* What is needed *
For each line in the data that includes "strings", make a copy.

--- Study material ---

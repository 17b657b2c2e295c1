//! `options` holds the user-supplied options a model is constructed
//! from.
//!
//! Option values are kept as raw strings, the way the hierarchical
//! input format provides them; typed accessors parse on demand and
//! report what they expected on failure.

use crate::errors::{MateriaError, Result};
use indexmap::IndexMap;

/// An ordered set of named options.
#[derive(Debug, Clone, Default)]
pub struct OptionSet {
    entries: IndexMap<String, String>,
}

impl OptionSet {
    pub fn new() -> Self {
        Self::default()
    }

    pub fn set(&mut self, name: &str, value: impl Into<String>) {
        self.entries.insert(name.to_string(), value.into());
    }

    pub fn contains(&self, name: &str) -> bool {
        self.entries.contains_key(name)
    }

    pub fn iter(&self) -> impl Iterator<Item = (&String, &String)> {
        self.entries.iter()
    }

    /// The raw string value of an option.
    pub fn get_str(&self, name: &str) -> Result<&str> {
        self.entries.get(name).map(|s| s.as_str()).ok_or_else(|| {
            MateriaError::setup(format!("missing required option '{}'", name))
        })
    }

    pub fn get_str_or(&self, name: &str, default: &str) -> String {
        self.entries
            .get(name)
            .cloned()
            .unwrap_or_else(|| default.to_string())
    }

    pub fn get_real(&self, name: &str) -> Result<f64> {
        let raw = self.get_str(name)?;
        raw.parse().map_err(|_| {
            MateriaError::setup(format!(
                "option '{}' should be a real number, got '{}'",
                name, raw
            ))
        })
    }

    pub fn get_real_or(&self, name: &str, default: f64) -> Result<f64> {
        if self.contains(name) {
            self.get_real(name)
        } else {
            Ok(default)
        }
    }

    pub fn get_int(&self, name: &str) -> Result<i64> {
        let raw = self.get_str(name)?;
        raw.parse().map_err(|_| {
            MateriaError::setup(format!(
                "option '{}' should be an integer, got '{}'",
                name, raw
            ))
        })
    }

    pub fn get_int_or(&self, name: &str, default: i64) -> Result<i64> {
        if self.contains(name) {
            self.get_int(name)
        } else {
            Ok(default)
        }
    }

    pub fn get_bool(&self, name: &str) -> Result<bool> {
        let raw = self.get_str(name)?;
        match raw {
            "true" | "on" | "yes" => Ok(true),
            "false" | "off" | "no" => Ok(false),
            _ => Err(MateriaError::setup(format!(
                "option '{}' should be a boolean, got '{}'",
                name, raw
            ))),
        }
    }

    pub fn get_bool_or(&self, name: &str, default: bool) -> Result<bool> {
        if self.contains(name) {
            self.get_bool(name)
        } else {
            Ok(default)
        }
    }

    /// A whitespace-separated list of real numbers.
    pub fn get_real_list(&self, name: &str) -> Result<Vec<f64>> {
        let raw = self.get_str(name)?;
        raw.split_whitespace()
            .map(|token| {
                token.parse().map_err(|_| {
                    MateriaError::setup(format!(
                        "option '{}' should be a list of real numbers, got '{}'",
                        name, raw
                    ))
                })
            })
            .collect()
    }

    /// A whitespace-separated list of strings.
    pub fn get_str_list(&self, name: &str) -> Result<Vec<String>> {
        Ok(self
            .get_str(name)?
            .split_whitespace()
            .map(|s| s.to_string())
            .collect())
    }
}

#[cfg(test)]
mod tests {
    use super::*;

    #[test]
    fn typed_accessors() {
        let mut options = OptionSet::new();
        options.set("E", "100.0");
        options.set("n", "3");
        options.set("jit", "false");
        options.set("values", "1.0 2.0 3.0");

        assert_eq!(options.get_real("E").unwrap(), 100.0);
        assert_eq!(options.get_int("n").unwrap(), 3);
        assert!(!options.get_bool("jit").unwrap());
        assert_eq!(options.get_real_list("values").unwrap(), vec![1.0, 2.0, 3.0]);
        assert!(options.get_real("n").is_ok());
        assert!(options.get_real("jit").is_err());
        assert!(options.get_str("missing").is_err());
        assert_eq!(options.get_real_or("missing", 0.5).unwrap(), 0.5);
    }
}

---

* Problem solution *
//! Option values are kept as raw strings, the way the hierarchical
    /// A whitespace-separated list of strings.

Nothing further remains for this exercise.